Nos « interlocuteurs valides » verraient alors les mythes fondateurs de l’Occident dans toute leur étendue et leur symbolisme : La punition exemplaire et impitoyable des dieux cruels et vengeurs contre ceux qui cherchent à aimer ce qu’ils ont façonné de leurs mains. Ils verraient alors la malédiction des dieux s’abattre contre ceux qui tentent de posséder, dans un processus de libération et de civilisation, le cœur et le miroir du regard d’autrui qui rendent le moi aimable à ses propres yeux et l’ipséité respectable à autres yeux libérés de la fascination, de la fabulation et de la dérive démiurge laïque ou judéo-chrétienne qui se partagent trois monopoles : l’humanitaire, l’intelligence ethnocentriste et la lutte idéologique menée contre l’Islam.

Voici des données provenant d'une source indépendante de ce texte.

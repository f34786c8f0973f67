//! Classic (accumulator machine) instruction model, the `sock_filter` dialect.

use serde::{Deserialize, Serialize};

use crate::StructuralError;

pub const CLASS_LD: u8 = 0x00;
pub const CLASS_LDX: u8 = 0x01;
pub const CLASS_ST: u8 = 0x02;
pub const CLASS_STX: u8 = 0x03;
pub const CLASS_ALU: u8 = 0x04;
pub const CLASS_JMP: u8 = 0x05;
pub const CLASS_RET: u8 = 0x06;
pub const CLASS_MISC: u8 = 0x07;

pub const SRC_K: u8 = 0x00;
pub const SRC_X: u8 = 0x08;

pub const ALU_ADD: u8 = 0x00;
pub const ALU_SUB: u8 = 0x10;
pub const ALU_MUL: u8 = 0x20;
pub const ALU_DIV: u8 = 0x30;
pub const ALU_OR: u8 = 0x40;
pub const ALU_AND: u8 = 0x50;
pub const ALU_LSH: u8 = 0x60;
pub const ALU_RSH: u8 = 0x70;
pub const ALU_NEG: u8 = 0x80;
pub const ALU_MOD: u8 = 0x90;
pub const ALU_XOR: u8 = 0xa0;

pub const JMP_JA: u8 = 0x00;
pub const JMP_JEQ: u8 = 0x10;
pub const JMP_JGT: u8 = 0x20;
pub const JMP_JGE: u8 = 0x30;
pub const JMP_JSET: u8 = 0x40;

pub const MODE_IMM: u8 = 0x00;
pub const MODE_ABS: u8 = 0x20;
pub const MODE_IND: u8 = 0x40;
pub const MODE_MEM: u8 = 0x60;
pub const MODE_LEN: u8 = 0x80;
pub const MODE_MSH: u8 = 0xa0;

pub const SIZE_W: u8 = 0x00;
pub const SIZE_H: u8 = 0x08;
pub const SIZE_B: u8 = 0x10;

/// Operation bits of a MISC instruction.
pub const MISC_TAX: u8 = 0x00;
pub const MISC_TXA: u8 = 0x80;

/// Negative packet offsets at or below this select kernel extensions.
pub const EXTENSION_OFFSET: i32 = -0x1000;

#[derive(Debug, Clone, Copy, PartialEq, Eq, Hash, Serialize, Deserialize)]
#[serde(rename_all = "lowercase")]
#[repr(u8)]
pub enum Register {
    A = 0,
    X = 1,
}

impl Register {
    pub fn number(self) -> u8 {
        self as u8
    }
}

#[derive(Debug, Clone, Copy, PartialEq, Eq)]
pub enum Operand {
    Reg(Register),
    K(u32),
}

impl From<Register> for Operand {
    fn from(r: Register) -> Self {
        Self::Reg(r)
    }
}

impl From<u32> for Operand {
    fn from(k: u32) -> Self {
        Self::K(k)
    }
}

impl From<i32> for Operand {
    fn from(k: i32) -> Self {
        Self::K(k as u32)
    }
}

/// One classic instruction.
///
/// `code` holds the operation for ALU/JMP, `size | mode` for loads and
/// stores, the return-value source for RET and the MISC sub-operation.
#[derive(Debug, Clone, Copy, PartialEq, Eq, Serialize, Deserialize)]
pub struct Instruction {
    pub class: u8,
    pub code: u8,
    #[serde(default)]
    pub source: u8,
    #[serde(default)]
    pub jt: u8,
    #[serde(default)]
    pub jf: u8,
    #[serde(default)]
    pub k: u32,
}

impl Instruction {
    pub fn alu(op: u8, src: impl Into<Operand>) -> Self {
        let (source, k) = match src.into() {
            Operand::Reg(_) => (SRC_X, Register::X.number() as u32),
            Operand::K(k) => (SRC_K, k),
        };
        Self {
            class: CLASS_ALU,
            code: op,
            source,
            jt: 0,
            jf: 0,
            k,
        }
    }

    pub fn add(src: impl Into<Operand>) -> Self {
        Self::alu(ALU_ADD, src)
    }

    pub fn sub(src: impl Into<Operand>) -> Self {
        Self::alu(ALU_SUB, src)
    }

    pub fn mul(src: impl Into<Operand>) -> Self {
        Self::alu(ALU_MUL, src)
    }

    pub fn div(src: impl Into<Operand>) -> Self {
        Self::alu(ALU_DIV, src)
    }

    pub fn or(src: impl Into<Operand>) -> Self {
        Self::alu(ALU_OR, src)
    }

    pub fn and(src: impl Into<Operand>) -> Self {
        Self::alu(ALU_AND, src)
    }

    pub fn lsh(src: impl Into<Operand>) -> Self {
        Self::alu(ALU_LSH, src)
    }

    pub fn rsh(src: impl Into<Operand>) -> Self {
        Self::alu(ALU_RSH, src)
    }

    pub fn neg() -> Self {
        Self::alu(ALU_NEG, 0u32)
    }

    pub fn modulo(src: impl Into<Operand>) -> Self {
        Self::alu(ALU_MOD, src)
    }

    pub fn xor(src: impl Into<Operand>) -> Self {
        Self::alu(ALU_XOR, src)
    }

    /// Return an immediate, or the accumulator when given a register.
    pub fn ret(src: impl Into<Operand>) -> Self {
        let (source, k) = match src.into() {
            Operand::Reg(_) => (SRC_X, Register::A.number() as u32),
            Operand::K(k) => (SRC_K, k),
        };
        Self {
            class: CLASS_RET,
            code: 0,
            source,
            jt: 0,
            jf: 0,
            k,
        }
    }

    /// `A` selects TAX, `X` selects TXA.
    pub fn misc(reg: Register) -> Self {
        let code = match reg {
            Register::A => MISC_TAX,
            Register::X => MISC_TXA,
        };
        Self {
            class: CLASS_MISC,
            code,
            source: SRC_K,
            jt: 0,
            jf: 0,
            k: reg.number() as u32,
        }
    }

    pub fn jmp(op: u8, jt: u8, jf: u8, src: impl Into<Operand>) -> Self {
        let (source, k) = match src.into() {
            Operand::Reg(_) => (SRC_X, 0),
            Operand::K(k) => (SRC_K, k),
        };
        Self {
            class: CLASS_JMP,
            code: op,
            source,
            jt,
            jf,
            k,
        }
    }

    pub fn ja(offset: u8) -> Self {
        Self::jmp(JMP_JA, offset, 0, 0u32)
    }

    pub fn jeq(jt: u8, jf: u8, k: u32) -> Self {
        Self::jmp(JMP_JEQ, jt, jf, k)
    }

    pub fn jgt(jt: u8, jf: u8, k: u32) -> Self {
        Self::jmp(JMP_JGT, jt, jf, k)
    }

    pub fn jge(jt: u8, jf: u8, k: u32) -> Self {
        Self::jmp(JMP_JGE, jt, jf, k)
    }

    pub fn jset(jt: u8, jf: u8, k: u32) -> Self {
        Self::jmp(JMP_JSET, jt, jf, k)
    }

    pub fn load_store(class: u8, size: u8, mode: u8, jt: u8, jf: u8, k: u32) -> Self {
        Self {
            class,
            code: size | mode,
            source: SRC_K,
            jt,
            jf,
            k,
        }
    }

    /// `A = M[k]`.
    pub fn ld(k: u32) -> Self {
        Self::load_store(CLASS_LD, SIZE_W, MODE_MEM, 0, 0, k)
    }

    /// `A = k`.
    pub fn ldi(k: u32) -> Self {
        Self::load_store(CLASS_LD, SIZE_W, MODE_IMM, 0, 0, k)
    }

    /// `A = skb->len`.
    pub fn ld_len() -> Self {
        Self::load_store(CLASS_LD, SIZE_W, MODE_LEN, 0, 0, 0)
    }

    pub fn ld_abs(size: u8, k: u32) -> Self {
        Self::load_store(CLASS_LD, size, MODE_ABS, 0, 0, k)
    }

    pub fn ld_ind(size: u8, k: u32) -> Self {
        Self::load_store(CLASS_LD, size, MODE_IND, 0, 0, k)
    }

    pub fn ldx(k: u32) -> Self {
        Self::load_store(CLASS_LDX, SIZE_W, MODE_MEM, 0, 0, k)
    }

    /// `M[k] = A`.
    pub fn st(k: u32) -> Self {
        Self::load_store(CLASS_ST, SIZE_W, MODE_MEM, 0, 0, k)
    }

    /// `M[k] = X`.
    pub fn stx(k: u32) -> Self {
        Self::load_store(CLASS_STX, SIZE_W, MODE_MEM, 0, 0, k)
    }

    pub fn is_jump(&self) -> bool {
        self.class == CLASS_JMP
    }

    pub fn is_conditional_jump(&self) -> bool {
        self.is_jump() && self.code != JMP_JA
    }
}

/// Check that every branch target of a classic program lands inside it.
///
/// Targets are `pc + 1 + jt` and `pc + 1 + jf` for conditional jumps; JA
/// carries its offset in `jt` as well.
pub fn validate_jumps(program: &[Instruction]) -> Result<(), StructuralError> {
    if program.is_empty() {
        return Err(StructuralError::EmptyProgram);
    }
    let len = program.len();
    for (index, ins) in program.iter().enumerate() {
        if !ins.is_jump() {
            continue;
        }
        let remaining = len - index;
        let offsets: &[u8] = if ins.is_conditional_jump() {
            &[ins.jt, ins.jf]
        } else {
            &[ins.jt]
        };
        for &offset in offsets {
            if index + 1 + offset as usize >= len {
                return Err(StructuralError::JumpOutOfBounds {
                    index,
                    offset: offset as i32,
                    remaining,
                });
            }
        }
    }
    Ok(())
}

#[cfg(test)]
mod tests {
    use super::*;

    #[test]
    fn alu_with_register_source_points_k_at_x() {
        let ins = Instruction::add(Register::X);
        assert_eq!(ins.source, SRC_X);
        assert_eq!(ins.k, 1);

        let imm = Instruction::add(65535u32);
        assert_eq!(imm.source, SRC_K);
        assert_eq!(imm.k, 0xffff);
    }

    #[test]
    fn ret_with_register_returns_the_accumulator() {
        let ins = Instruction::ret(Register::A);
        assert_eq!(ins.class, CLASS_RET);
        assert_eq!(ins.source, SRC_X);
        assert_eq!(ins.k, Register::A.number() as u32);
    }

    #[test]
    fn misc_selects_transfer_direction() {
        assert_eq!(Instruction::misc(Register::A).code, MISC_TAX);
        assert_eq!(Instruction::misc(Register::X).code, MISC_TXA);
        assert_eq!(Instruction::misc(Register::X).k, 1);
    }

    #[test]
    fn validate_jumps_rejects_targets_past_the_end() {
        let ok = vec![Instruction::jeq(1, 0, 7), Instruction::ret(0u32), Instruction::ret(1u32)];
        validate_jumps(&ok).expect("in bounds");

        let bad = vec![Instruction::jeq(2, 0, 7), Instruction::ret(0u32), Instruction::ret(1u32)];
        let err = validate_jumps(&bad).expect_err("jt past end");
        assert!(matches!(err, StructuralError::JumpOutOfBounds { index: 0, offset: 2, .. }));

        let ja = vec![Instruction::ja(1), Instruction::ret(0u32)];
        assert!(validate_jumps(&ja).is_err());
    }
}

A nous de choisir notre regard sur le monde : Le regard endogène ou le regard exogène, le regard vassal qui se résigne au destin construit par les autres ou le regard actantiel qui opère sa mue ontologique et sociale pour se libérer de sa colonisabilité, le regard empathique de Pygmalion positif ou le regard indifférent et autodestructeur de Pygmalion négatif et inversé? Le choix est dans notre intention, notre visée du cœur, notre aspiration, il n’est pas chez les autres. Les autres n’ont que le pouvoir de fasciner ou d’intimider. Nous avons celui de construire notre destin selon la méthodologie du Prophète (saws).